BEGIN Given records

//! OCR layer using Tesseract (via leptess)
//!
//! The engine is created once per request for the requested language and fed
//! rasterized page images. Every failure here is recoverable: callers fall
//! back to the page's text layer instead of propagating the error.

use crate::error::{Error, Result};
use leptess::LepTess;

/// Tesseract session for a single request.
pub struct OcrEngine {
    inner: LepTess,
}

impl OcrEngine {
    /// Initialize Tesseract for the given language code (e.g. "eng", "deu").
    pub fn new(language: &str) -> Result<Self> {
        let inner = LepTess::new(None, language).map_err(|e| Error::Ocr {
            reason: format!("failed to initialize Tesseract for language {:?}: {}", language, e),
        })?;
        Ok(Self { inner })
    }

    /// Recognize text in a PNG-encoded page image rendered at `dpi`.
    pub fn recognize(&mut self, png_data: &[u8], dpi: u32) -> Result<String> {
        self.inner
            .set_image_from_mem(png_data)
            .map_err(|e| Error::Ocr {
                reason: format!("failed to load page image: {}", e),
            })?;
        self.inner.set_source_resolution(dpi as i32);
        let text = self.inner.get_utf8_text().map_err(|e| Error::Ocr {
            reason: format!("failed to recognize text: {}", e),
        })?;
        Ok(text.trim().to_string())
    }
}
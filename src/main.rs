//! PDF Reader MCP Server - Entry point

use pdf_reader_mcp::run_server;
use tracing_subscriber::{layer::SubscriberExt, util::SubscriberInitExt};

#[tokio::main]
async fn main() -> anyhow::Result<()> {
    // Initialize logging
    tracing_subscriber::registry()
        .with(
            tracing_subscriber::EnvFilter::try_from_default_env()
                .unwrap_or_else(|_| "pdf_reader_mcp=info".into()),
        )
        .with(tracing_subscriber::fmt::layer().with_writer(std::io::stderr))
        .init();

    tracing::info!("Starting PDF Reader MCP Server");

    run_server().await
}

END Given records

Transcribe each line above exactly; skip none.

//! OCR layer using Tesseract (via leptess)
//!
//! The engine is created once per request for the requested language and fed
//! rasterized page images. Every failure here is recoverable: callers fall
//! back to the page's text layer instead of propagating the error.

use crate::error::{Error, Result};
use leptess::LepTess;

/// Tesseract session for a single request.
pub struct OcrEngine {
    inner: LepTess,
}

impl OcrEngine {
    /// Initialize Tesseract for the given language code (e.g. "eng", "deu").
    pub fn new(language: &str) -> Result<Self> {
        let inner = LepTess::new(None, language).map_err(|e| Error::Ocr {
            reason: format!("failed to initialize Tesseract for language {:?}: {}", language, e),
        })?;
        Ok(Self { inner })
    }

    /// Recognize text in a PNG-encoded page image rendered at `dpi`.
    pub fn recognize(&mut self, png_data: &[u8], dpi: u32) -> Result<String> {
        self.inner
            .set_image_from_mem(png_data)
            .map_err(|e| Error::Ocr {
                reason: format!("failed to load page image: {}", e),
            })?;
        self.inner.set_source_resolution(dpi as i32);
        let text = self.inner.get_utf8_text().map_err(|e| Error::Ocr {
            reason: format!("failed to recognize text: {}", e),
        })?;
        Ok(text.trim().to_string())
    }
}
filename src/main.rs
//! PDF Reader MCP Server - Entry point

use pdf_reader_mcp::run_server;
use tracing_subscriber::{layer::SubscriberExt, util::SubscriberInitExt};

#[tokio::main]
async fn main() -> anyhow::Result<()> {
    // Initialize logging
    tracing_subscriber::registry()
        .with(
            tracing_subscriber::EnvFilter::try_from_default_env()
                .unwrap_or_else(|_| "pdf_reader_mcp=info".into()),
        )
        .with(tracing_subscriber::fmt::layer().with_writer(std::io::stderr))
        .init();

    tracing::info!("Starting PDF Reader MCP Server");

    run_server().await
}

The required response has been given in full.